The Interplay: Key Decisions at the Intersection of Antitrust & Life Sciences - November 2023

European Commission Orders Unprecedented Unwinding Of Illumina’s Acquisition of GRAIL.  For the first time, the European Commission has ordered reversal of a consummated transaction, Illumina Inc.’s 2021 acquisition of GRAIL Inc., a company developing blood tests for cancer detection.  The EC’s review of the deal began in April 2021, when it accepted a referral under Article 22 of the EU Merger Regulation from six Member States to review the proposed $7.1 billion transaction, even though it met neither EU nor Member State merger thresholds. The EC was applying its then new March 2021 Guidance on the Article 22 referral process.

In August 2021, Illumina announced that it would complete the acquisition even though the EC had begun an in-depth investigation a month earlier. In September 2022, the EC blocked the acquisition based on vertical competitive concerns, finding that the transaction threatened to impede innovation and limit competition in an emerging market for blood-based early cancer detection tests. Before that decision, the EC had imposed interim measures on the acquisition in October 2021, with the goal of preventing irreversible integration of the company’s assets, and renewed those measures in October 2022. The EC also imposed fines in July 2023, concluding that Illumina and GRAIL had willfully and deliberately infringed the EUMR’s standstill obligation by closing the transaction without first obtaining EC clearance.

On October 12, the EC issued its decision requiring the reversal of the acquisition. The decision requires that Illumina divest GRAIL within 12 months (with a possible three-month extension) to restore the pre-transaction status quo. The decision also requires Illumina to take several measures to maintain GRAIL’s viability pending the divestiture. In the United States, Illumina and GRAIL are currently appealing to the Fifth Circuit an FTC decision that found the transaction violated Section 7 of the Clayton Act on similar grounds as the EC decision.

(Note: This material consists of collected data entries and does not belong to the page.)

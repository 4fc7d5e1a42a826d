//! Bounds-checked access to a vector's raw data buffer.

use mallard_common::{Result, error::Error};

/// A bounds-checked view over a column vector's raw byte buffer.
///
/// A `ByteView` is constructed once per vector and borrows the vector's data
/// slice, so it can never outlive the chunk the vector belongs to. All typed
/// reads are range-checked against the buffer length and performed in native
/// endianness, matching the engine's in-memory layout.
#[derive(Debug, Clone, Copy)]
pub struct ByteView<'a> {
    bytes: &'a [u8],
}

impl<'a> ByteView<'a> {
    /// Creates a view over the given buffer.
    pub fn new(bytes: &'a [u8]) -> ByteView<'a> {
        ByteView { bytes }
    }

    /// Returns the length of the underlying buffer in bytes.
    #[inline]
    pub fn len(&self) -> usize {
        self.bytes.len()
    }

    /// Returns `true` if the underlying buffer is empty.
    #[inline]
    pub fn is_empty(&self) -> bool {
        self.bytes.is_empty()
    }

    /// Returns the byte range `[offset, offset + len)`, or `IndexOutOfBounds`
    /// if it extends past the end of the buffer.
    pub fn bytes(&self, offset: usize, len: usize) -> Result<&'a [u8]> {
        let end = offset
            .checked_add(len)
            .ok_or_else(|| Error::index_out_of_bounds(offset, self.bytes.len()))?;
        self.bytes
            .get(offset..end)
            .ok_or_else(|| Error::index_out_of_bounds(end, self.bytes.len()))
    }

    /// Reads a plain-old-data value of type `T` at the given byte offset.
    ///
    /// The read is unaligned and native-endian.
    #[inline]
    pub fn read<T: bytemuck::AnyBitPattern>(&self, offset: usize) -> Result<T> {
        let bytes = self.bytes(offset, std::mem::size_of::<T>())?;
        Ok(bytemuck::pod_read_unaligned(bytes))
    }

    #[inline]
    pub fn read_i8(&self, offset: usize) -> Result<i8> {
        self.read::<i8>(offset)
    }

    #[inline]
    pub fn read_u8(&self, offset: usize) -> Result<u8> {
        self.read::<u8>(offset)
    }

    #[inline]
    pub fn read_i16(&self, offset: usize) -> Result<i16> {
        self.read::<i16>(offset)
    }

    #[inline]
    pub fn read_u16(&self, offset: usize) -> Result<u16> {
        self.read::<u16>(offset)
    }

    #[inline]
    pub fn read_i32(&self, offset: usize) -> Result<i32> {
        self.read::<i32>(offset)
    }

    #[inline]
    pub fn read_u32(&self, offset: usize) -> Result<u32> {
        self.read::<u32>(offset)
    }

    #[inline]
    pub fn read_i64(&self, offset: usize) -> Result<i64> {
        self.read::<i64>(offset)
    }

    #[inline]
    pub fn read_u64(&self, offset: usize) -> Result<u64> {
        self.read::<u64>(offset)
    }

    #[inline]
    pub fn read_f32(&self, offset: usize) -> Result<f32> {
        self.read::<f32>(offset)
    }

    #[inline]
    pub fn read_f64(&self, offset: usize) -> Result<f64> {
        self.read::<f64>(offset)
    }
}

#[cfg(test)]
mod tests {
    use super::*;
    use mallard_common::error::ErrorKind;

    #[test]
    fn test_typed_reads() {
        let mut buf = Vec::new();
        buf.extend_from_slice(&0x1234_5678i32.to_ne_bytes());
        buf.extend_from_slice(&(-5i64).to_ne_bytes());
        buf.extend_from_slice(&2.5f64.to_ne_bytes());
        let view = ByteView::new(&buf);

        assert_eq!(view.read_i32(0).unwrap(), 0x1234_5678);
        assert_eq!(view.read_i64(4).unwrap(), -5);
        assert_eq!(view.read_f64(12).unwrap(), 2.5);
    }

    #[test]
    fn test_unaligned_read() {
        let mut buf = vec![0u8; 1];
        buf.extend_from_slice(&0xDEAD_BEEFu32.to_ne_bytes());
        let view = ByteView::new(&buf);
        assert_eq!(view.read_u32(1).unwrap(), 0xDEAD_BEEF);
    }

    #[test]
    fn test_out_of_bounds_read() {
        let buf = [0u8; 8];
        let view = ByteView::new(&buf);
        let err = view.read_i64(1).expect_err("read past end");
        assert!(matches!(err.kind(), ErrorKind::IndexOutOfBounds { .. }));

        let err = view.bytes(8, 1).expect_err("range past end");
        assert!(matches!(err.kind(), ErrorKind::IndexOutOfBounds { .. }));
    }

    #[test]
    fn test_empty_range_at_end() {
        let buf = [0u8; 4];
        let view = ByteView::new(&buf);
        assert_eq!(view.bytes(4, 0).unwrap(), &[] as &[u8]);
    }
}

  • Further insight into the EC’s decision is available here.

EC Clears Pfizer’s $43B Acquisition of Seagen.  The EC has cleared Pfizer’s $43 billion acquisition Seagen, which was announced in March 2023. The EC reviewed the transaction after a referral by three Member States under Article 4(5) of the EU Merger Regulation, which allows that mergers that are wider that national in geographic scope and that arise in a number of Member States can be reviewed by the Commission more broadly. Article 4(5) is an avenue by which the merging parties may request Commission review beyond the mechanism provided for by Article 22, which allows for Commission review where a merger affects trade between Member States or threatens competition within the territory of the Member State or States. In a press release, the EC explained that Pfizer’s acquisition of Seagen’s antibody drug conjugates (ADCs) technology does not threaten competition, but instead allows Pfizer to “to diversify its portfolio and accelerate the development and commercialisation of Seagen’s ADCs drugs,” which is complementary to Pfizer’s current product portfolio. The EC said that it found no material threat of (1) “discontinuation, delay or re-orientation of the parties' ongoing and overlapping lines of research or pipeline projects” or (2) “loss of innovation resulting from a structural reduction of the overall level of innovation.”

Indivior Settles Long-Running Alleged Product-Hopping Claims.  Drugmaker Indivior announced on October 23 that it had entered a $385 million settlement with direct purchasers of its Suboxone opioid addiction treatment, just ahead of a trial scheduled for October 30. If approved, the settlement would end the last part of multidistrict litigation that also involved claims brought by 42 states and end-payor insurers, both of which had previously been settled. The plaintiffs accused Indivior of introducing a dissolvable-strip formulation for Suboxone just as its patent exclusivity period over the pill version of the drug was about to expire, leading users of the drug to “hop” to the film product and forestalling generic competition for the pill version. Alleged “product hopping” schemes have recently become a focus of the FTC, which issued a report in October 2022 describing its efforts in this area, including two FTC settlements regarding the same alleged conduct described above.

DISCLAIMER: Because of the generality of this update, the information provided herein may not be applicable in all situations and should not be acted upon without specific legal advice based on particular situations.